Let $\frac{1}{3} < \alpha<\frac{1}{2} $; $ \ 0<\epsilon \ll 1$ and assume we have the following inner and outer solutions for an ODE, both valid in the overlap region $\epsilon^{2(1-\alpha)} \lesssim x \lesssim \epsilon^{\frac{2}{3} (1+ \alpha)}$
$$y_{out} (x) = \frac{1}{x^{1/4}} \left[ \cos \left(\frac{\sqrt{x}}{\epsilon} - \frac{\pi}{4}\right) + A \sin \left(\frac{\sqrt{x}}{\epsilon} - \frac{\pi}{4}\right) + O(\epsilon^\alpha) \right]$$
$$y_{in}(x) = \frac{B \sqrt{\epsilon}}{x^{1/4}} \left[ \cos \left(\frac{\sqrt{x}}{\epsilon} - \frac{\pi}{4}\right) + O(\epsilon^\alpha) \right]$$
The matching of these solutions should give $B = \frac{1}{\sqrt{\epsilon}} \left( 1 + O(\epsilon^\alpha) \right)$ and $A = O(\epsilon^\alpha) $. How to prove this?

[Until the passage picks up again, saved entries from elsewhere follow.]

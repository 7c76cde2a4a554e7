use std::collections::HashSet;

use crate::config::ClientConfig;
use crate::error::{CorpusError, Result};
use crate::pubmed::query::SearchQuery;
use reqwest::Client;
use tracing::{debug, info, instrument, warn};

/// Client for the PubMed literature index
///
/// Pages through the `format=pmid` listing of a keyword search and collects
/// the PubMed IDs it returns.
#[derive(Clone)]
pub struct PubMedClient {
    client: Client,
    config: ClientConfig,
}

impl PubMedClient {
    /// Create a new PubMed client with default configuration
    ///
    /// # Example
    ///
    /// ```
    /// use pmc_corpus::PubMedClient;
    ///
    /// let client = PubMedClient::new().unwrap();
    /// ```
    pub fn new() -> Result<Self> {
        Self::with_config(ClientConfig::new())
    }

    /// Create a new PubMed client with custom configuration
    pub fn with_config(config: ClientConfig) -> Result<Self> {
        let client = config.build_http_client()?;
        Ok(Self { client, config })
    }

    /// Create a new PubMed client with custom HTTP client
    pub fn with_client(client: Client, config: ClientConfig) -> Self {
        Self { client, config }
    }

    /// Collect every PMID matching `query`
    ///
    /// Requests pages 1, 2, ... and stops at the first page that yields no
    /// numeric identifiers. PMIDs already seen on an earlier page are not
    /// added again; the order is discovery order.
    ///
    /// # Errors
    ///
    /// * `CorpusError::RequestError` - If an HTTP request fails
    /// * `CorpusError::ApiError` - If a page returns a non-success status
    ///
    /// # Example
    ///
    /// ```no_run
    /// use pmc_corpus::{PubMedClient, pubmed::SearchQuery};
    ///
    /// #[tokio::main]
    /// async fn main() -> Result<(), Box<dyn std::error::Error>> {
    ///     let client = PubMedClient::new()?;
    ///     let query = SearchQuery::new()
    ///         .title_keyword("proteostasis")
    ///         .published_between((2021, 1, 1), Some(3000));
    ///     let pmids = client.search_all_pmids(&query).await?;
    ///     println!("Got {} pubmed hits", pmids.len());
    ///     Ok(())
    /// }
    /// ```
    #[instrument(skip(self, query), fields(term = %query.build()))]
    pub async fn search_all_pmids(&self, query: &SearchQuery) -> Result<Vec<String>> {
        let term = query.build();
        if term.trim().is_empty() {
            return Err(CorpusError::InvalidQuery(
                "search term must not be empty".to_string(),
            ));
        }

        let mut pmids = Vec::new();
        let mut seen = HashSet::new();
        let mut page = 0;

        loop {
            page += 1;
            info!(page, "Trying page");

            let page_pmids = self.fetch_page(&term, page).await?;
            if page_pmids.is_empty() {
                debug!(page, "Empty page, pagination finished");
                break;
            }

            let found = page_pmids.len();
            let mut repeated = 0;
            for pmid in page_pmids {
                if seen.insert(pmid.clone()) {
                    pmids.push(pmid);
                } else {
                    repeated += 1;
                }
            }
            if repeated > 0 {
                warn!(page, repeated, "Page repeated identifiers from earlier pages");
            }
            debug!(page, found, total = pmids.len(), "Page collected");
        }

        info!(hits = pmids.len(), pages = page - 1, "Search completed");
        Ok(pmids)
    }

    /// Fetch one result page and parse the PMIDs on it
    pub async fn fetch_page(&self, term: &str, page: usize) -> Result<Vec<String>> {
        let url = self.build_search_url(term, page);
        debug!(url = %url, "Making search page request");

        let response = self.client.get(&url).send().await?;
        if !response.status().is_success() {
            warn!("Search page request failed with status: {}", response.status());
            return Err(CorpusError::ApiError {
                status: response.status().as_u16(),
                message: response
                    .status()
                    .canonical_reason()
                    .unwrap_or("Unknown error")
                    .to_string(),
            });
        }

        let body = response.text().await?;
        Ok(parse_pmid_page(&body))
    }

    fn build_search_url(&self, term: &str, page: usize) -> String {
        format!(
            "{}/?format=pmid&sort=date&size={}&term={}&page={}",
            self.config.search_base_url.trim_end_matches('/'),
            self.config.page_size,
            urlencoding::encode(term),
            page
        )
    }
}

/// Parse a `format=pmid` result page
///
/// One hit per line; the PMID is the first whitespace-delimited token.
/// Blank lines and lines whose first token is not purely numeric are skipped.
pub fn parse_pmid_page(body: &str) -> Vec<String> {
    body.lines()
        .filter_map(|line| line.split_whitespace().next())
        .filter(|token| token.chars().all(|c| c.is_ascii_digit()))
        .map(str::to_string)
        .collect()
}
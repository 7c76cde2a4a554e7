//! # PMC Corpus
//!
//! Builds a plain-text corpus of Introduction, Results and Discussion
//! sections from PubMed Central open-access articles.
//!
//! ## Stages
//!
//! - **Query**: page through a PubMed keyword search and collect PMIDs
//! - **Resolution**: convert PMIDs to PMCIDs in batches through the PMC ID Converter
//! - **Fetch and extract**: resolve each article's `tgz` package through the
//!   Open Access web service, download it to a temporary file, and pull the
//!   allow-listed sections out of the `.nxml` document inside
//!
//! Every stage runs sequentially; articles are processed one at a time and
//! an article that cannot be fetched is skipped without stopping the run.
//!
//! ## Quick Start
//!
//! ```no_run
//! use pmc_corpus::{ClientConfig, CorpusWriter, Pipeline, pubmed::SearchQuery};
//!
//! #[tokio::main]
//! async fn main() -> Result<(), Box<dyn std::error::Error>> {
//!     let config = ClientConfig::new()
//!         .with_tool("proteostasisGPT")
//!         .with_email("researcher@university.edu");
//!     let pipeline = Pipeline::new(config)?;
//!
//!     let query = SearchQuery::new()
//!         .title_keyword("proteostasis")
//!         .published_between((2021, 1, 1), Some(3000));
//!
//!     let mut writer = CorpusWriter::create("proteostasis_gtp_text.txt")?;
//!     let summary = pipeline.run(&query, &mut writer, |_, _| {}).await?;
//!     writer.finish()?;
//!
//!     println!("{} of {} articles written", summary.written, summary.pmcids);
//!     Ok(())
//! }
//! ```
//!
//! ### Extracting text from a single article
//!
//! ```no_run
//! use pmc_corpus::PmcClient;
//!
//! #[tokio::main]
//! async fn main() -> Result<(), Box<dyn std::error::Error>> {
//!     let client = PmcClient::new()?;
//!     if let Some(doc) = client.fetch_document_text("PMC10609202").await? {
//!         println!("{}", doc.joined());
//!     }
//!     Ok(())
//! }
//! ```

pub mod config;
pub mod error;
pub mod output;
pub mod pipeline;
pub mod pmc;
pub mod pubmed;

// Re-export main types for convenience
pub use config::ClientConfig;
pub use error::{CorpusError, Result};
pub use output::CorpusWriter;
pub use pipeline::{DocumentOutcome, Pipeline, PipelineConfig, RunSummary};
pub use pmc::{DocumentText, PmcClient, SectionKind};
pub use pubmed::{PubDate, PubMedClient, SearchQuery};
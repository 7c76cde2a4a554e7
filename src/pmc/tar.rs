//! Temporary storage and reading of PMC Open Access article packages
//!
//! A package is a gzip-compressed tar archive holding the article's `.nxml`
//! document alongside figures and supplementary files.

use std::fs::File;
use std::io::{Read, Seek, SeekFrom};
use std::path::Path;

use crate::error::{CorpusError, Result};
use flate2::read::GzDecoder;
use tar::Archive;
use tempfile::TempPath;
use tracing::debug;

const GZIP_MAGIC: [u8; 2] = [0x1f, 0x8b];

/// A downloaded package on local disk
///
/// The file is removed when the value is dropped, whether extraction
/// succeeded, failed, or was never attempted.
#[derive(Debug)]
pub struct TempArchive {
    path: TempPath,
}

impl TempArchive {
    /// Create an empty, uniquely named `.tar.gz` file in the system temp directory
    ///
    /// Returns the guard together with an async handle for writing the body.
    pub fn create() -> Result<(Self, tokio::fs::File)> {
        let named = tempfile::Builder::new()
            .prefix("pmc-")
            .suffix(".tar.gz")
            .tempfile()
            .map_err(|e| CorpusError::io("Failed to create temporary file", e))?;

        let (file, path) = named.into_parts();
        debug!(path = %path.display(), "Created temporary archive");

        Ok((Self { path }, tokio::fs::File::from_std(file)))
    }

    pub fn path(&self) -> &Path {
        &self.path
    }

    /// Read the `.nxml` document out of this archive
    pub fn read_nxml(&self) -> Result<String> {
        read_nxml_from_archive(&self.path)
    }
}

/// Read the first `.nxml` member of a tar archive, gzip-compressed or plain
pub fn read_nxml_from_archive<P: AsRef<Path>>(archive_path: P) -> Result<String> {
    let archive_path = archive_path.as_ref();

    let mut file = File::open(archive_path)
        .map_err(|e| CorpusError::io("Failed to open tar archive", e))?;

    let mut magic = [0u8; 2];
    let compressed = match file.read_exact(&mut magic) {
        Ok(()) => magic == GZIP_MAGIC,
        Err(_) => false,
    };
    file.seek(SeekFrom::Start(0))
        .map_err(|e| CorpusError::io("Failed to rewind tar archive", e))?;

    let reader: Box<dyn Read> = if compressed {
        Box::new(GzDecoder::new(file))
    } else {
        Box::new(file)
    };
    let mut archive = Archive::new(reader);

    for entry in archive
        .entries()
        .map_err(|e| CorpusError::io("Failed to read tar entries", e))?
    {
        let mut entry = entry.map_err(|e| CorpusError::io("Failed to read tar entry", e))?;

        let name = entry
            .path()
            .map_err(|e| CorpusError::io("Failed to get entry path", e))?
            .to_string_lossy()
            .into_owned();

        if !name.ends_with(".nxml") {
            continue;
        }

        debug!(member = %name, "Found NXML member");
        let mut content = String::new();
        entry
            .read_to_string(&mut content)
            .map_err(|e| CorpusError::io(&format!("Failed to read {name}"), e))?;
        return Ok(content);
    }

    Err(CorpusError::ArchiveMissingDocument {
        path: archive_path.display().to_string(),
    })
}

If we introduce the new matching variable $x = \epsilon^\beta \tilde{x}$, then it will be in the overlap region provided $2(1-\alpha) > \beta > \frac{2}{3} (1+ \alpha) $. The matching condition should then say that the difference $y_{out} - y_{in}$ expressed in the new variable $\tilde{x}$ tends to $0$ as $\epsilon \to 0$ (and $\tilde{x}$ is fixed) for all $\beta$ as above, right? This difference reads
$$\frac{\cos{\theta_\epsilon}}{\tilde{x}^{1/4}} \cdot \frac{1 - B\sqrt{\epsilon}}{\epsilon^{\beta/4}} + \frac{A \sin{\theta_\epsilon}}{\tilde{x}^{1/4}\epsilon^{\beta/4}} + B \cdot O(\epsilon^{\alpha + \frac{1}{2} - \frac{\beta}{4}}) + O(\epsilon^{\alpha - \frac{\beta}{4}})$$
where $\theta_\epsilon = \sqrt{\tilde{x}} \epsilon^{\frac{\beta}{2} - 1} - \frac{\pi}{4} \to \infty$ as $\epsilon \to 0$. The last term goes to $0$, because $\alpha - \frac{\beta}{4} > 0$. The remaining terms will also go to $0$ if
$$1 - B\sqrt{\epsilon} = o(\epsilon^{\beta/4}), \quad A = o (\epsilon^{\beta/4})$$
How to conclude from here?